According to the National Women’s Law Center’s Web site, obtaining contraceptives is a growing problem. Because of this, the organization made the Pharmacy Refusal Project, which addresses pharmacy refusals through many diverse ways including enforcing every law, new and old, litigating cases in state and federal courts all the way to the Supreme Court and teaching the public everything they need to know to make the law and public policies work for women and their families.

“I’m glad there is a place like the National Women’s Law Center; if they didn’t do this, who would?” said freshman sociology major Raquel Flores.

An article published by Stateline.org on December 9, 2005 said some Illinois pharmacists lost their jobs because of unwillingness to dispense emergency contraception. In Illinois, four Walgreen’s pharmacists were suspended without pay for saying they would not fill emergency contraceptives. Still, Illinois is currently the only state that requires pharmacies to sell the emergency contraceptive-Plan B, but California will soon go through with a similar law.

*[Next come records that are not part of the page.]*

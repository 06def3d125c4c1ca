//! Error types for reading calendars.

use thiserror::Error;

type BoxError = Box<dyn std::error::Error + Send + Sync + 'static>;

/// Errors that can occur while retrieving, parsing or expanding a calendar.
#[derive(Error, Debug)]
pub enum ReadError {
    /// The source could not be opened or read. Never retried internally.
    #[error("failed to retrieve {location}: {source}")]
    RetrievalFailure {
        location: String,
        #[source]
        source: BoxError,
    },

    /// A structural grammar violation: unbalanced BEGIN/END, or a line that
    /// cannot be split into name, parameters and value.
    /// Includes the 1-based logical line number where the error was detected.
    #[error("malformed document at line {line}: {message}")]
    MalformedDocument { line: usize, message: String },

    /// A single property could not be parsed under its declared value type,
    /// or a required property is missing (in which case `value` is empty).
    #[error("invalid {property} value {value:?}{}", reason_suffix(.reason))]
    InvalidPropertyValue {
        property: String,
        value: String,
        reason: Option<String>,
    },

    /// An open-ended recurrence rule was expanded without an upper bound.
    #[error("recurrence rule of {uid:?} has neither COUNT nor UNTIL and no bound was given")]
    UnboundedRecurrence { uid: String },

    /// The requested interval ends before it starts.
    #[error("invalid interval: {after} is after {before}")]
    InvalidInterval { after: String, before: String },

    /// A configuration value could not be used.
    #[error("config error: {0}")]
    Config(String),
}

fn reason_suffix(reason: &Option<String>) -> String {
    match reason {
        Some(reason) => format!(": {reason}"),
        None => String::new(),
    }
}

impl ReadError {
    pub(crate) fn invalid(property: &str, value: &str) -> Self {
        ReadError::InvalidPropertyValue {
            property: property.to_string(),
            value: value.to_string(),
            reason: None,
        }
    }

    pub(crate) fn invalid_because(property: &str, value: &str, reason: impl Into<String>) -> Self {
        ReadError::InvalidPropertyValue {
            property: property.to_string(),
            value: value.to_string(),
            reason: Some(reason.into()),
        }
    }

    pub(crate) fn missing(property: &str) -> Self {
        ReadError::invalid_because(property, "", "required property is missing")
    }

    pub(crate) fn malformed(line: usize, message: impl Into<String>) -> Self {
        ReadError::MalformedDocument {
            line,
            message: message.into(),
        }
    }

    pub(crate) fn retrieval(location: &str, source: impl Into<BoxError>) -> Self {
        ReadError::RetrievalFailure {
            location: location.to_string(),
            source: source.into(),
        }
    }

    /// Name of the offending property for `InvalidPropertyValue`.
    pub fn property(&self) -> Option<&str> {
        match self {
            ReadError::InvalidPropertyValue { property, .. } => Some(property),
            _ => None,
        }
    }
}

/// Convenience alias used throughout ical-engine.
pub type Result<T> = std::result::Result<T, ReadError>;
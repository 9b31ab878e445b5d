//! Separable convolution over interleaved RGBA rows.
//!
//! One routine serves both passes of a 2-D resize: it convolves every row of
//! the input with a kernel table and writes the output transposed, so running
//! it twice (X kernels, then Y kernels over the intermediate) yields the
//! final image in its original orientation.

use crate::kernel::{KernelTable, FIXED_FRAC_BITS};
use repix_core::RGBA_CHANNELS;

/// Half a fixed-point unit, added before the final shift for
/// round-to-nearest.
const FIXED_ROUND: i32 = 1 << (FIXED_FRAC_BITS - 1);

/// Convolves every row of `src` with `kernels` and stores the result
/// transposed in `dst`.
///
/// `src` is `src_w x src_h` interleaved RGBA; `dst` receives `dst_w x src_h`
/// output pixels addressed as `src_h x dst_w` (rows become columns). The
/// kernel table must have one row per destination sample (`dst_w`).
///
/// Channels accumulate independently in `i32`, wide enough for any clamped
/// tap count at 255 * 2^14 per tap. Output values saturate into `[0, 255]`.
pub fn convolve_transposed(
    src: &[u8],
    dst: &mut [u8],
    src_w: usize,
    src_h: usize,
    dst_w: usize,
    kernels: &KernelTable,
) {
    debug_assert_eq!(kernels.len(), dst_w);
    debug_assert_eq!(src.len(), src_w * src_h * RGBA_CHANNELS);
    debug_assert_eq!(dst.len(), dst_w * src_h * RGBA_CHANNELS);

    for src_y in 0..src_h {
        let row = &src[src_y * src_w * RGBA_CHANNELS..][..src_w * RGBA_CHANNELS];

        for (dst_x, (shift, taps)) in kernels.rows().enumerate() {
            let mut acc = [0i32; RGBA_CHANNELS];
            let mut offset = shift * RGBA_CHANNELS;
            for &tap in taps {
                let tap = tap as i32;
                acc[0] += tap * row[offset] as i32;
                acc[1] += tap * row[offset + 1] as i32;
                acc[2] += tap * row[offset + 2] as i32;
                acc[3] += tap * row[offset + 3] as i32;
                offset += RGBA_CHANNELS;
            }

            // Transposed store: pixel (dst_x, src_y) lands at (src_y, dst_x)
            // so the second pass can run this same routine.
            let out = (dst_x * src_h + src_y) * RGBA_CHANNELS;
            for (slot, &value) in dst[out..out + RGBA_CHANNELS].iter_mut().zip(acc.iter()) {
                *slot = clamp_channel((value + FIXED_ROUND) >> FIXED_FRAC_BITS);
            }
        }
    }
}

/// Saturates an accumulated channel value into the 8-bit range.
#[inline]
fn clamp_channel(value: i32) -> u8 {
    value.clamp(0, 255) as u8
}
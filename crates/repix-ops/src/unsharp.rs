//! Unsharp-mask post-processing.
//!
//! Sharpening happens on a derived brightness channel (per-pixel max of
//! R,G,B, widened to 16 bits): the channel is blurred, the amplified
//! difference between original and blur is added back, and each pixel's
//! R,G,B are scaled by the resulting brightness ratio. Scaling the HSV value
//! channel by a constant is equivalent to scaling each RGB component by the
//! same constant, so hue and saturation are preserved. Alpha is untouched.

use crate::blur::blur_mono16;
use repix_core::{Plane16, RgbaBuffer, RGBA_CHANNELS};
use tracing::debug;

/// Fractional bits of the Q12 amount and ratio values.
const RATIO_FRAC_BITS: u32 = 12;

/// Half a Q12 unit, for round-to-nearest.
const RATIO_ROUND: i32 = 1 << (RATIO_FRAC_BITS - 1);

/// Brightness ceiling: 255 << 8.
const BRIGHTNESS_MAX: i32 = 0xff00;

/// Extracts the brightness channel: `max(R, G, B) << 8` per pixel.
///
/// # Example
///
/// ```rust
/// use repix_core::RgbaBuffer;
/// use repix_ops::unsharp::brightness_plane;
///
/// let img = RgbaBuffer::filled(1, 1, [10, 200, 50, 255]).unwrap();
/// assert_eq!(brightness_plane(&img).data(), &[51200]);
/// ```
pub fn brightness_plane(image: &RgbaBuffer) -> Plane16 {
    let samples = image
        .data()
        .chunks_exact(RGBA_CHANNELS)
        .map(|px| (px[0].max(px[1]).max(px[2]) as u16) << 8)
        .collect();
    // Geometry comes from a validated buffer, so this cannot fail.
    Plane16::from_data(image.width(), image.height(), samples)
        .expect("brightness plane geometry matches source image")
}

/// Applies an unsharp mask to `image` in place.
///
/// `amount_percent` scales the sharpening correction (0 disables it),
/// `radius` is the blur radius in pixels (values below 0.5 disable the
/// operation, values above 2.0 are clamped), and `threshold` is the minimum
/// brightness difference (in 8-bit levels) a pixel must have from its
/// blurred surroundings before it is touched.
///
/// Purely numeric: no error outcomes, no allocation survives the call.
pub fn unsharp_mask(image: &mut RgbaBuffer, amount_percent: f32, radius: f32, threshold: u8) {
    unsharp_mask_with(image, amount_percent, radius, threshold, blur_mono16)
}

/// [`unsharp_mask`] with a caller-supplied blur operator.
///
/// The operator must smooth a `width x height` plane of 16-bit samples in
/// place, approximately Gaussian, monotonically stronger with `radius`. The
/// engine only depends on that contract, not on a concrete algorithm.
pub fn unsharp_mask_with<F>(
    image: &mut RgbaBuffer,
    amount_percent: f32,
    radius: f32,
    threshold: u8,
    mut blur: F,
) where
    F: FnMut(&mut [u16], usize, usize, f32),
{
    if amount_percent == 0.0 || radius < 0.5 {
        return;
    }
    let radius = radius.min(2.0);

    debug!(amount_percent, radius, threshold, "unsharp");

    let (width, height) = (image.width() as usize, image.height() as usize);
    let brightness = brightness_plane(image);
    let mut blurred = brightness.clone();
    blur(blurred.data_mut(), width, height, radius);

    let amount_fx = (amount_percent / 100.0 * (1 << RATIO_FRAC_BITS) as f32).round() as i32;
    let threshold_fx = (threshold as i32) << 8;

    let data = image.data_mut();
    for (i, (&value, &smoothed)) in brightness
        .data()
        .iter()
        .zip(blurred.data().iter())
        .enumerate()
    {
        let value = value as i32;
        let diff = 2 * (value - smoothed as i32);
        if diff.abs() < threshold_fx {
            continue;
        }

        // The boost product is widened to i64: the amount is unbounded
        // upward and diff spans +-2*0xff00.
        let boost = (amount_fx as i64 * diff as i64 + RATIO_ROUND as i64) >> RATIO_FRAC_BITS;
        let enhanced = (value as i64 + boost).clamp(0, BRIGHTNESS_MAX as i64) as i32;

        // A zero-brightness pixel is rgb(0,0,0); scaling zero leaves it
        // zero, so substituting 1 only avoids the division.
        let divisor = if value != 0 { value } else { 1 };
        let ratio_fx = (enhanced << RATIO_FRAC_BITS) / divisor;

        // Each channel is at most value >> 8, so channel * ratio tops out at
        // enhanced << 4 <= 0xff00 << 4 and the rounded shift stays <= 255.
        let px = &mut data[i * RGBA_CHANNELS..i * RGBA_CHANNELS + 3];
        for channel in px.iter_mut() {
            *channel = ((*channel as i32 * ratio_fx + RATIO_ROUND) >> RATIO_FRAC_BITS) as u8;
        }
    }
}
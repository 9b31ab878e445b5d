//! Error types for resampling operations.

use thiserror::Error;

/// Error type for resampling operations.
#[derive(Error, Debug)]
pub enum OpsError {
    /// Invalid dimensions specified.
    #[error("invalid dimensions: {0}")]
    InvalidDimensions(String),

    /// Buffers have incompatible sizes.
    #[error("size mismatch: {0}")]
    SizeMismatch(String),

    /// Invalid parameter value.
    #[error("invalid parameter: {0}")]
    InvalidParameter(String),

    /// Buffer construction failed.
    #[error("buffer error: {0}")]
    Buffer(#[from] repix_core::CoreError),
}

/// Result type for resampling operations.
pub type OpsResult<T> = Result<T, OpsError>;
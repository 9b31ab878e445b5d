//! # repix-core
//!
//! Core types for the repix raster resampling engine.
//!
//! This crate provides the foundational buffer types used throughout repix:
//!
//! - [`RgbaBuffer`] - Owned interleaved 8-bit RGBA pixel buffer
//! - [`Plane16`] - Single-channel 16-bit sample plane
//! - [`CoreError`] - Validation errors for buffer construction
//!
//! ## Design Philosophy
//!
//! Buffers validate their geometry at construction time: once a
//! [`RgbaBuffer`] or [`Plane16`] exists, its data length is guaranteed to
//! match its declared width and height. Processing code can therefore index
//! by geometry without re-checking lengths.
//!
//! Buffers are plain owned values. Operations that mutate them borrow them
//! exclusively for the duration of the call and retain nothing, so the same
//! buffer can be processed from multiple threads as long as each call owns
//! its own buffers.
//!
//! ## Memory Layout
//!
//! [`RgbaBuffer`] stores pixels in row-major order, top-to-bottom, with
//! channels interleaved:
//!
//! ```text
//! Memory: [R G B A R G B A ...]  <- Row 0
//!         [R G B A R G B A ...]  <- Row 1
//!         ...
//! ```

#![warn(missing_docs)]
#![warn(rustdoc::missing_crate_level_docs)]

pub mod buffer;
pub mod error;
pub mod plane;

pub use buffer::{RgbaBuffer, RGBA_CHANNELS};
pub use error::{CoreError, CoreResult};
pub use plane::Plane16;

Anyone who is denied contraceptives can report the incident right away to the police. Then report the incident to the National Women’s Law Center. They will help you in a timely manner, arrange for your medication to be dispensed and will make sure that it never happens again.

Birth control is also available on campus at the Health Enhancement office in the Chick Evans Field House and the Health Services building.

“Students can be eligible for birth control options at the Health Services building, and local departments could also help,” said Beverly Espe, assistant director of Health Services. “If you visit the Health Services Web site, it can provide you with more information about all the birth control options that are provided.”

Refusal by the pharmacists themselves is a conflict of interest. Pharmacists do not have the right to tell you whether you can have medication you need: Women should not be denied medication used to protect themselves. It is unfair, unprofessional and should be considered a crime.